Stefan Zweig (1881-1942) fue un escritor austríaco. Nació el 28 de noviembre de 1881 en Viena, Austria.

En La Primera Guerra Mundial, Zweig debió presenciar el caos y la devastación de Europa. Fue testigo de la ascensión del nazismo en la década de 1930. Siendo de ascendencia judía y con una perspectiva humanista, Zweig se vio amenazado en su tierra natal. En 1934, decidió exiliarse y abandonó Austria, estableciéndose en Londres y luego en los Estados Unidos. Sus escritos contienen una profunda reflexión melancólica de la realidad bélica en Europa.

En 1942, Stefan Zweig y su esposa Lotte Altmann tomaron la decisión de suicidarse. Acto llevado a cabo en Petrópolis, Brasil.

 

 

El comienzo de Hitler

 

Es una ley de hierro de la historia que aquellos que se ven envueltos en los grandes movimientos que determinan el curso de su tiempo siempre fracasan en reconocerlos en sus etapas iniciales. Por lo tanto, no puedo recordar cuándo escuché por primera vez el nombre de Adolf Hitler, uno que durante años hemos estado obligados a mencionar o recordar en algún contexto todos los días, casi cada segundo. Es el nombre del hombre que ha traído más desgracia al mundo que cualquier otro en nuestro tiempo. Sin embargo, debo haberlo escuchado bastante temprano, porque Salzburgo podría describirse como un vecino cercano de Múnich, a solo dos horas y media de viaje en tren, por lo que pronto nos familiarizamos con sus asuntos puramente locales. Todo lo que sé es que un día, no puedo recordar la fecha exacta, un conocido de Múnich que nos visitaba se quejó de que había problemas allí nuevamente.
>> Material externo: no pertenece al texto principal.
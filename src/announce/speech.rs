//! Speech backends.
//!
//! The speech engine is an external collaborator behind a narrow trait.
//! The production backend shells out to espeak-ng (or espeak); failure to
//! find either is reported at construction so the daemon can degrade to a
//! silent backend instead of crashing.

use std::process::{Command, Stdio};
use std::sync::{Arc, Mutex};

use anyhow::{anyhow, Context, Result};

/// Words per minute, matching the usual announcement pacing.
const SPEECH_RATE: u32 = 150;

pub trait SpeechBackend: Send {
    fn name(&self) -> &'static str;

    /// Speak one utterance to completion. May block for its duration.
    fn speak(&mut self, text: &str) -> Result<()>;
}

/// espeak-ng / espeak via subprocess.
pub struct EspeakBackend {
    program: &'static str,
}

impl EspeakBackend {
    /// Probe for an available espeak binary.
    pub fn new() -> Result<Self> {
        for program in ["espeak-ng", "espeak"] {
            let available = Command::new(program)
                .arg("--version")
                .stdout(Stdio::null())
                .stderr(Stdio::null())
                .status()
                .map(|status| status.success())
                .unwrap_or(false);
            if available {
                return Ok(Self { program });
            }
        }
        Err(anyhow!("neither espeak-ng nor espeak is available"))
    }
}

impl SpeechBackend for EspeakBackend {
    fn name(&self) -> &'static str {
        self.program
    }

    fn speak(&mut self, text: &str) -> Result<()> {
        let status = Command::new(self.program)
            .arg("-s")
            .arg(SPEECH_RATE.to_string())
            .arg(text)
            .stdout(Stdio::null())
            .stderr(Stdio::null())
            .status()
            .with_context(|| format!("run {}", self.program))?;
        if !status.success() {
            return Err(anyhow!("{} exited with {}", self.program, status));
        }
        Ok(())
    }
}

/// Silent backend used when no speech engine is available.
pub struct NullSpeech;

impl SpeechBackend for NullSpeech {
    fn name(&self) -> &'static str {
        "null"
    }

    fn speak(&mut self, text: &str) -> Result<()> {
        log::info!("announcement (no speech engine): {}", text);
        Ok(())
    }
}

/// Recording backend for tests. Optionally fails every utterance.
pub struct StubSpeech {
    transcript: Arc<Mutex<Vec<String>>>,
    fail: bool,
}

impl StubSpeech {
    pub fn new() -> (Self, Arc<Mutex<Vec<String>>>) {
        let transcript = Arc::new(Mutex::new(Vec::new()));
        (
            Self {
                transcript: transcript.clone(),
                fail: false,
            },
            transcript,
        )
    }

    pub fn failing() -> Self {
        Self {
            transcript: Arc::new(Mutex::new(Vec::new())),
            fail: true,
        }
    }
}

impl SpeechBackend for StubSpeech {
    fn name(&self) -> &'static str {
        "stub"
    }

    fn speak(&mut self, text: &str) -> Result<()> {
        if self.fail {
            return Err(anyhow!("stub speech failure"));
        }
        self.transcript
            .lock()
            .map_err(|_| anyhow!("transcript lock poisoned"))?
            .push(text.to_string());
        Ok(())
    }
}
En particular, dijo, un agitador violento llamado Hitler estaba celebrando reuniones que se convertían en peleas salvajes, y estaba abusando de la República y avivando sentimientos antisemitas en un lenguaje muy vulgar.
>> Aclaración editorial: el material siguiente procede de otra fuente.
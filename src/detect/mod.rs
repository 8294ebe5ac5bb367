//! Object detection.
//!
//! `Detector` wraps a [`DetectorBackend`] and owns the configured
//! confidence threshold: everything downstream of it only ever sees
//! detections considered real. Backends are selected from the
//! `model_reference` configuration value.

pub mod backend;
pub mod backends;
pub mod result;

use anyhow::{Context, Result};

use crate::frame::Frame;

pub use backend::DetectorBackend;
pub use backends::StubBackend;
pub use result::{BoxRect, Detection};

/// Threshold-owning wrapper around a detector backend.
pub struct Detector {
    backend: Box<dyn DetectorBackend>,
    confidence_threshold: f32,
}

impl Detector {
    pub fn new(backend: Box<dyn DetectorBackend>, confidence_threshold: f32) -> Self {
        Self {
            backend,
            confidence_threshold,
        }
    }

    /// Resolve a backend from a model reference.
    ///
    /// `stub` selects the hashing stub backend; anything else is treated as
    /// a path to an ONNX model (requires the `backend-tract` feature).
    pub fn from_model_reference(model_reference: &str, confidence_threshold: f32) -> Result<Self> {
        let backend: Box<dyn DetectorBackend> = match model_reference {
            "stub" => Box::new(StubBackend::new()),
            #[cfg(feature = "backend-tract")]
            path => Box::new(backends::TractBackend::new(path)?),
            #[cfg(not(feature = "backend-tract"))]
            other => {
                return Err(anyhow::anyhow!(
                    "model reference '{}' requires the backend-tract feature",
                    other
                ))
            }
        };
        Ok(Self::new(backend, confidence_threshold))
    }

    pub fn backend_name(&self) -> &'static str {
        self.backend.name()
    }

    /// Warm the backend up before the first cycle.
    pub fn warm_up(&mut self) -> Result<()> {
        self.backend
            .warm_up()
            .with_context(|| format!("warm up '{}' backend", self.backend.name()))
    }

    /// Run detection on a frame and drop everything below the threshold.
    ///
    /// An empty result is success; order is the backend's native order.
    pub fn infer(&mut self, frame: &Frame) -> Result<Vec<Detection>> {
        let mut detections = self
            .backend
            .detect(frame.pixels(), frame.width, frame.height)
            .with_context(|| format!("'{}' backend failed", self.backend.name()))?;
        detections.retain(|d| d.confidence >= self.confidence_threshold);
        Ok(detections)
    }
}

#[cfg(test)]
mod tests {
    use super::*;
    use std::time::SystemTime;

    fn frame() -> Frame {
        Frame::new(vec![0u8; 4 * 4 * 3], 4, 4, SystemTime::now()).unwrap()
    }

    fn rect() -> BoxRect {
        BoxRect {
            x: 0,
            y: 0,
            w: 2,
            h: 2,
        }
    }

    #[test]
    fn detector_filters_below_threshold() {
        let backend = StubBackend::with_script(vec![vec![
            Detection::new("person", 0.9, rect()),
            Detection::new("dog", 0.4, rect()),
            Detection::new("cat", 0.5, rect()),
        ]]);
        let mut detector = Detector::new(Box::new(backend), 0.5);

        let detections = detector.infer(&frame()).unwrap();
        let labels: Vec<_> = detections.iter().map(|d| d.label.as_str()).collect();
        assert_eq!(labels, vec!["person", "cat"]);
    }

    #[test]
    fn empty_batch_is_success() {
        let backend = StubBackend::with_script(vec![vec![]]);
        let mut detector = Detector::new(Box::new(backend), 0.5);
        assert!(detector.infer(&frame()).unwrap().is_empty());
    }

    #[test]
    fn stub_model_reference_resolves() {
        let detector = Detector::from_model_reference("stub", 0.5).unwrap();
        assert_eq!(detector.backend_name(), "stub");
    }
}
El nombre no significaba nada en particular para mí, y no pensé más en ello. En el inseguro estado alemán de la época, los nombres de muchos agitadores que llamaban a un putsch seguían surgiendo, solo para desaparecer rápidamente de la atención pública, y ahora están completamente olvidados. Estaba el Capitán Ehrhardt con su Brigada Báltica, estaba Wolfgang Kapp, estaban los asesinos de la Vehm, los comunistas bávaros, los separatistas del Rin, los líderes de las diversas bandas conocidas como Freikorps. Cientos de estas pequeñas burbujas de descontento flotaban en la fermentación general de la época, dejando atrás solo un mal olor que mostraba claramente cómo las heridas aún abiertas de Alemania estaban supurando y pudriéndose. En algún momento, el boletín de la nueva corriente Nacional Socialista estuvo entre los que llegaron a mis manos. Era el Miesbacher Anzeiger, que luego se convirtió en el Völkischer Beobachter. Pero Miesbach era solo un pequeño pueblo, y el boletín estaba muy mal escrito. ¿Quién se molestaría con ese tipo de cosas?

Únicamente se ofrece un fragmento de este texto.